- Ani płowa - sarna, jeleń, ani czarna - dzik i muflon, którego u nas nie ma - mówi łowczy. - Dlaczego 43 lata temu naszemu kołu nadano nazwę "Rybołów"? Bo to rzadki dziś ptak, który do nas znowu powrócił. W Polsce jest tylko 80 par tych ptaków, u nas gniazdują cztery rybołowy. Ornitolodzy przyjeżdżają do nas, by je obserwować.
Wilki też są
- Są też u nas wilki - opowiada łowczy. - Spotkałem je w lesie dwa razy, po trzy sztuki. Potrafią rozszarpać niejedną sarenkę.
Koło (32 myśliwych, głównie bydgoszczanie i solecczanie, ale także z Inowrocławia) dzierżawi dwa obwody łowieckie: 147 i 159. Rozciągają się od Wisły, Przyłubia po Brzozę i Stryszek i jeziora w Chmielnikach i Pieckach. - Co roku zimą wywoziliśmy do lasów do 40 ton karmy - opowiada łowczy. - Tej zimy już 100 ton. Głównie marchew, kapustę, buraki, ziemniaki, siano, kukurydzę, ponadto - dla ptactwa - zboże. Mamy od lat wyznaczonych 14 miejsc dokarmienia. Staramy się nie zmieniać ich, by zwierzyna przyzwyczajała się i nie wychodziła z lasu. Marchewkę, poza wyborem, otrzymujemy od producenta z Łęgnowa. U nas zwierzęta nie padają z głodu. Nie spotkaliśmy ani jednej padłej sztuki, choć zima to dla zwierzyny bardzo trudny czas. Marzec będzie najtrudniejszy, bo są już zmęczone zimą, choć śniegi już wtedy puszczają, ale nie ma jeszcze świeżej roślinności. Będziemy więc nadal dokarmiać.
Zmarzniętego nie ruszy
- Dzik to zwierzak, który zmarzniętego ziemniaka nie ruszy - opowiada myśliwy Waldemar Gliszczyński. - Trzeba wykopać rów, wsypać kartofle i zaorać na głębokość 30 cm. Dzik wykopie spod śniegu wszystkie. W tym roku wywieźliśmy 10 ton ziemniaków.
Centrum obwodów
Myśliwy Gliszczyński mieszka w Otorowie, w samym sercu obwodów łowieckich. Stąd właśnie traktorem z napędem na cztery koła wywozi się karmę do lasów.
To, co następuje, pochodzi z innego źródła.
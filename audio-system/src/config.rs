use std::path::Path;

use asset_manager::util::{DEFAULT_OUTPUT_RATE, DEFAULT_SFX_MEMORY_BUDGET_BYTES};
use serde::Deserialize;
use thiserror::Error;

pub const MIN_CHANNELS: usize = 1;
pub const MAX_CHANNELS: usize = 128;
pub const MAX_VOLUME_SETTING: i32 = 15;

#[derive(Debug, Error)]
pub enum ConfigError {
    #[error("failed to read config {path}: {source}")]
    Io { path: String, source: std::io::Error },
    #[error("invalid sound config: {0}")]
    Parse(#[from] toml::de::Error),
    #[error("output_rate must be non-zero")]
    ZeroOutputRate,
}

/// Sound settings owned by the host and consumed as plain values.
#[derive(Debug, Clone, PartialEq, Eq, Deserialize)]
#[serde(default)]
pub struct SoundConfig {
    pub channels: usize,
    pub sfx_volume: i32,
    /// Carried for the music player; unused by the sfx core.
    pub music_volume: i32,
    pub pitched_sounds: bool,
    pub flip_pan: bool,
    pub output_rate: u32,
    pub cache_budget_bytes: usize,
}

impl Default for SoundConfig {
    fn default() -> Self {
        Self {
            channels: 32,
            sfx_volume: MAX_VOLUME_SETTING,
            music_volume: MAX_VOLUME_SETTING,
            pitched_sounds: false,
            flip_pan: false,
            output_rate: DEFAULT_OUTPUT_RATE,
            cache_budget_bytes: DEFAULT_SFX_MEMORY_BUDGET_BYTES,
        }
    }
}

impl SoundConfig {
    pub fn from_toml_str(text: &str) -> Result<Self, ConfigError> {
        let config: SoundConfig = toml::from_str(text)?;
        config.validated()
    }

    pub fn load(path: impl AsRef<Path>) -> Result<Self, ConfigError> {
        let path = path.as_ref();
        let text = std::fs::read_to_string(path)
            .map_err(|source| ConfigError::Io { path: path.display().to_string(), source })?;
        Self::from_toml_str(&text)
    }

    /// Clamp out-of-range values (with a warning) and reject unusable ones.
    pub fn validated(mut self) -> Result<Self, ConfigError> {
        if self.output_rate == 0 {
            return Err(ConfigError::ZeroOutputRate);
        }
        let channels = self.channels.clamp(MIN_CHANNELS, MAX_CHANNELS);
        if channels != self.channels {
            tracing::warn!(requested = self.channels, channels, "channel count clamped");
            self.channels = channels;
        }
        self.sfx_volume = clamp_volume("sfx_volume", self.sfx_volume);
        self.music_volume = clamp_volume("music_volume", self.music_volume);
        Ok(self)
    }
}

fn clamp_volume(name: &str, value: i32) -> i32 {
    let clamped = value.clamp(0, MAX_VOLUME_SETTING);
    if clamped != value {
        tracing::warn!(setting = name, requested = value, clamped, "volume clamped");
    }
    clamped
}

#[cfg(test)]
mod tests {
    use super::*;
    use std::io::Write;

    #[test]
    fn empty_document_gives_defaults() {
        assert_eq!(SoundConfig::from_toml_str("").unwrap(), SoundConfig::default());
    }

    #[test]
    fn values_are_clamped() {
        let cfg = SoundConfig::from_toml_str("channels = 500\nsfx_volume = 40\nmusic_volume = -3").unwrap();
        assert_eq!(cfg.channels, MAX_CHANNELS);
        assert_eq!(cfg.sfx_volume, 15);
        assert_eq!(cfg.music_volume, 0);

        let cfg = SoundConfig::from_toml_str("channels = 0").unwrap();
        assert_eq!(cfg.channels, 1);
    }

    #[test]
    fn zero_rate_is_rejected() {
        assert!(matches!(SoundConfig::from_toml_str("output_rate = 0"), Err(ConfigError::ZeroOutputRate)));
    }

    #[test]
    fn bad_types_are_parse_errors() {
        assert!(matches!(SoundConfig::from_toml_str("flip_pan = \"yes\""), Err(ConfigError::Parse(_))));
    }

    #[test]
    fn loads_from_file() {
        let mut file = tempfile::NamedTempFile::new().unwrap();
        writeln!(file, "channels = 8\npitched_sounds = true\nflip_pan = true\noutput_rate = 22050").unwrap();
        let cfg = SoundConfig::load(file.path()).unwrap();
        assert_eq!(cfg.channels, 8);
        assert!(cfg.pitched_sounds && cfg.flip_pan);
        assert_eq!(cfg.output_rate, 22050);
    }

    #[test]
    fn missing_file_is_io_error() {
        let dir = tempfile::tempdir().unwrap();
        let err = SoundConfig::load(dir.path().join("absent.toml")).unwrap_err();
        assert!(matches!(err, ConfigError::Io { .. }));
    }
}
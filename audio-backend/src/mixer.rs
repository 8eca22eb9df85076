//! Software mixer: per-channel voice state consumed by the device callback.
//!
//! Each voice slot splits into two halves. The structural half (sample
//! reference, read cursor, step remainder, loop flag) sits behind a per-slot
//! mutex; the simulation thread takes it to install or clear a voice and the
//! audio callback only ever `try_lock`s it, skipping the slot for one buffer
//! when it is busy. The parameter half (step, left/right volume rows) is a set
//! of relaxed atomics written without the lock, so a parameter update can land
//! between the callback's reads of the left and right rows.

use std::sync::atomic::{AtomicBool, AtomicU32, Ordering};
use std::sync::Arc;

use asset_manager::sfx_loader::decode_for_output;
use asset_manager::{AssetError, LumpSource, PcmSample, SampleCache, SoundDescriptor, SoundId};
use parking_lot::Mutex;

use crate::RenderFn;

pub const NORM_PITCH: i32 = 128;
pub const NORM_SEP: i32 = 128;
pub const MAX_VOLUME: i32 = 127;

/// Per-voice playback parameters as produced by the spatial computer.
#[derive(Debug, Clone, Copy, PartialEq, Eq)]
pub struct VoiceParams {
    /// 0..=127
    pub volume: i32,
    /// 0..=255, 128 is centered.
    pub separation: i32,
    /// 0..=255, 128 plays at the sample's own rate.
    pub pitch: i32,
}

impl Default for VoiceParams {
    fn default() -> Self {
        Self { volume: MAX_VOLUME, separation: NORM_SEP, pitch: NORM_PITCH }
    }
}

struct Voice {
    sound: SoundId,
    sample: Arc<PcmSample>,
    cursor: usize,
    step_remainder: u32,
    looping: bool,
}

#[derive(Default)]
struct VoiceSlot {
    voice: Mutex<Option<Voice>>,
    playing: AtomicBool,
    instance_id: AtomicU32,
    step: AtomicU32,
    left_vol: AtomicU32,
    right_vol: AtomicU32,
}

struct MixTables {
    // 16.16 step per pitch value
    steps: [u32; 256],
    // signed, volume-scaled value per (volume, unsigned sample)
    volumes: Vec<[i32; 256]>,
}

impl MixTables {
    fn new() -> Self {
        let mut steps = [0u32; 256];
        for (pitch, step) in steps.iter_mut().enumerate() {
            let ratio = 2f64.powf((pitch as f64 - NORM_PITCH as f64) / 64.0);
            *step = (ratio * 65536.0) as u32;
        }
        let volumes = (0..=MAX_VOLUME)
            .map(|v| {
                let mut row = [0i32; 256];
                for (s, out) in row.iter_mut().enumerate() {
                    *out = v * (s as i32 - 128) * 256 / MAX_VOLUME;
                }
                row
            })
            .collect();
        Self { steps, volumes }
    }
}

/// Split a volume and stereo separation into left/right volume rows.
pub fn stereo_volumes(volume: i32, separation: i32) -> (u32, u32) {
    let volume = volume.clamp(0, MAX_VOLUME);
    let mut sep = separation.clamp(0, 255) + 1;
    let left = volume - ((volume * sep * sep) >> 16);
    sep -= 257;
    let right = volume - ((volume * sep * sep) >> 16);
    (left.clamp(0, MAX_VOLUME) as u32, right.clamp(0, MAX_VOLUME) as u32)
}

/// Fixed-count voice mixer shared between the simulation thread and the device
/// callback.
pub struct PlaybackEngine {
    slots: Box<[VoiceSlot]>,
    output_rate: u32,
    lumps: Arc<dyn LumpSource>,
    cache: Mutex<SampleCache>,
    tables: MixTables,
    flip_pan: AtomicBool,
}

impl PlaybackEngine {
    pub fn new(voices: usize, output_rate: u32, lumps: Arc<dyn LumpSource>, cache_budget: usize) -> Self {
        let slots = (0..voices).map(|_| VoiceSlot::default()).collect::<Vec<_>>().into_boxed_slice();
        tracing::info!(voices, output_rate, "playback engine created");
        Self {
            slots,
            output_rate,
            lumps,
            cache: Mutex::new(SampleCache::new(cache_budget)),
            tables: MixTables::new(),
            flip_pan: AtomicBool::new(false),
        }
    }

    pub fn output_rate(&self) -> u32 {
        self.output_rate
    }

    pub fn voice_count(&self) -> usize {
        self.slots.len()
    }

    pub fn set_flip_pan(&self, flip: bool) {
        self.flip_pan.store(flip, Ordering::Relaxed);
    }

    /// Decode (or fetch from cache) `sound`'s sample and take a reference on
    /// it. Hand the result to `install_prepared`, or give it back with
    /// `release_prepared`.
    pub fn prepare(&self, sound: &SoundDescriptor) -> Result<Arc<PcmSample>, AssetError> {
        let sample = self.cache.lock().acquire_with(sound.id, || self.load(sound));
        if let Err(e) = &sample {
            tracing::warn!(sound = %sound.name, lump = %sound.lump, error = %e, "cannot load sound sample");
        }
        sample
    }

    /// Drop the reference taken by a `prepare` that was never installed.
    pub fn release_prepared(&self, sound: SoundId) {
        self.cache.lock().release(sound);
    }

    /// Prepare `sound`'s sample and start it on `handle`.
    ///
    /// Returns false and leaves the slot untouched if the handle is out of
    /// range or the sample cannot be loaded.
    pub fn install(&self, handle: usize, sound: &SoundDescriptor, params: VoiceParams, looping: bool, instance_id: u32) -> bool {
        if handle >= self.slots.len() {
            return false;
        }
        match self.prepare(sound) {
            Ok(sample) => self.install_prepared(handle, sound, sample, params, looping, instance_id),
            Err(_) => false,
        }
    }

    /// Start a prepared sample on `handle`, releasing whatever occupied the
    /// slot before. An out-of-range handle gives the reference back.
    pub fn install_prepared(
        &self,
        handle: usize,
        sound: &SoundDescriptor,
        sample: Arc<PcmSample>,
        params: VoiceParams,
        looping: bool,
        instance_id: u32,
    ) -> bool {
        let Some(slot) = self.slots.get(handle) else {
            self.release_prepared(sound.id);
            return false;
        };

        self.update_params(handle, params.volume, params.separation, params.pitch);

        let previous = {
            let mut guard = slot.voice.lock();
            let previous = guard.replace(Voice { sound: sound.id, sample, cursor: 0, step_remainder: 0, looping });
            slot.instance_id.store(instance_id, Ordering::Release);
            slot.playing.store(true, Ordering::Release);
            previous
        };
        if let Some(old) = previous {
            tracing::debug!(handle, replaced = old.sound.0, "voice recycled");
            self.cache.lock().release(old.sound);
        }
        tracing::debug!(handle, sound = %sound.name, instance_id, looping, "voice installed");
        true
    }

    /// Lock-free parameter update. Out-of-range handles are ignored.
    pub fn update_params(&self, handle: usize, volume: i32, separation: i32, pitch: i32) {
        let Some(slot) = self.slots.get(handle) else {
            return;
        };
        let separation = if self.flip_pan.load(Ordering::Relaxed) { 255 - separation.clamp(0, 255) } else { separation };
        let (left, right) = stereo_volumes(volume, separation);
        slot.step.store(self.tables.steps[pitch.clamp(0, 255) as usize], Ordering::Relaxed);
        slot.left_vol.store(left, Ordering::Relaxed);
        slot.right_vol.store(right, Ordering::Relaxed);
    }

    /// Clear `handle` and release its sample. Safe to repeat.
    pub fn stop(&self, handle: usize) {
        let Some(slot) = self.slots.get(handle) else {
            return;
        };
        let voice = {
            let mut guard = slot.voice.lock();
            slot.playing.store(false, Ordering::Release);
            guard.take()
        };
        if let Some(voice) = voice {
            self.cache.lock().release(voice.sound);
            tracing::trace!(handle, sound = voice.sound.0, "voice stopped");
        }
    }

    pub fn is_playing(&self, handle: usize) -> bool {
        self.slots.get(handle).is_some_and(|s| s.playing.load(Ordering::Acquire))
    }

    /// Token of the current occupancy of `handle`; 0 for out-of-range handles.
    pub fn instance_id(&self, handle: usize) -> u32 {
        self.slots.get(handle).map(|s| s.instance_id.load(Ordering::Acquire)).unwrap_or(0)
    }

    /// Number of live voices referencing `sound`'s sample.
    pub fn sample_users(&self, sound: SoundId) -> usize {
        self.cache.lock().users(sound)
    }

    pub fn sample_reclaimable(&self, sound: SoundId) -> bool {
        self.cache.lock().is_reclaimable(sound)
    }

    /// Free every cached sample no voice references.
    pub fn purge_unused_samples(&self) {
        self.cache.lock().purge_reclaimable();
        tracing::debug!("unused samples purged");
    }

    /// Mix every playing voice into `out` (interleaved, `channels` per frame).
    ///
    /// Runs on the device thread: no allocation, no blocking, no logging.
    pub fn mix_into(&self, out: &mut [f32], channels: usize) {
        out.fill(0.0);
        if channels == 0 {
            return;
        }

        for slot in self.slots.iter() {
            if !slot.playing.load(Ordering::Acquire) {
                continue;
            }
            let Some(mut guard) = slot.voice.try_lock() else {
                continue;
            };
            let Some(voice) = guard.as_mut() else {
                continue;
            };

            let step = slot.step.load(Ordering::Relaxed);
            let left = &self.tables.volumes[slot.left_vol.load(Ordering::Relaxed) as usize];
            let right = &self.tables.volumes[slot.right_vol.load(Ordering::Relaxed) as usize];
            let data = &voice.sample.data;
            if voice.cursor >= data.len() {
                continue;
            }

            for frame in out.chunks_exact_mut(channels) {
                let s = data[voice.cursor] as usize;
                if channels >= 2 {
                    frame[0] += left[s] as f32;
                    frame[1] += right[s] as f32;
                } else {
                    frame[0] += ((left[s] + right[s]) / 2) as f32;
                }

                voice.step_remainder += step;
                voice.cursor += (voice.step_remainder >> 16) as usize;
                voice.step_remainder &= 0xffff;

                if voice.cursor >= data.len() {
                    if voice.looping {
                        voice.cursor %= data.len();
                    } else {
                        slot.playing.store(false, Ordering::Release);
                        break;
                    }
                }
            }
        }

        for frame in out.chunks_exact_mut(channels) {
            for (i, s) in frame.iter_mut().enumerate() {
                *s = if i < 2 { s.clamp(i16::MIN as f32, i16::MAX as f32) / 32768.0 } else { 0.0 };
            }
        }
    }

    fn load(&self, sound: &SoundDescriptor) -> Result<PcmSample, AssetError> {
        let bytes = self.lumps.lump(&sound.lump).ok_or_else(|| AssetError::MissingLump(sound.lump.clone()))?;
        decode_for_output(&bytes, self.output_rate)
    }
}

/// Wrap an engine as a device render callback.
pub fn render_fn_for_engine(engine: Arc<PlaybackEngine>) -> RenderFn {
    Arc::new(move |buffer: &mut [f32], _sample_rate: u32, frames: usize| {
        let channels = if frames == 0 { 0 } else { buffer.len() / frames };
        engine.mix_into(buffer, channels);
    })
}

#[cfg(test)]
mod tests {
    use super::*;

    #[test]
    fn neutral_pitch_steps_one_sample() {
        let tables = MixTables::new();
        assert_eq!(tables.steps[NORM_PITCH as usize], 1 << 16);
        assert_eq!(tables.steps[NORM_PITCH as usize + 64], 2 << 16);
        assert!(tables.steps[0] < tables.steps[255]);
    }

    #[test]
    fn volume_rows_are_signed_around_128() {
        let tables = MixTables::new();
        assert_eq!(tables.volumes[127][128], 0);
        assert_eq!(tables.volumes[127][0], -128 * 256);
        assert_eq!(tables.volumes[0][255], 0);
    }

    #[test]
    fn centered_separation_splits_evenly() {
        let (l, r) = stereo_volumes(127, NORM_SEP);
        assert!((l as i32 - r as i32).abs() <= 1);
        let (l, r) = stereo_volumes(127, 0);
        assert!(l > r);
        let (l, r) = stereo_volumes(127, 255);
        assert!(r > l);
    }
}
Wczoraj o godz. 14,30 wyruszyłem z myśliwymi do lasu. (Traktor z przyczepą pełną marchwi, kapusty i siana i niva z napędem na cztery koła). Dojechaliśmy do dwóch paśników pod Emilianowem, w okolicach dawnej leśniczówki. Spłoszyliśmy sarnę. Wokół było sporo świeżych śladów zwierząt. Niebawem będą kolejne transporty.
Spokój do kwietnia
Koło łowieckie plan odstrzałów zamknęło w grudniu. Polowania rozpoczną się w kwietniu.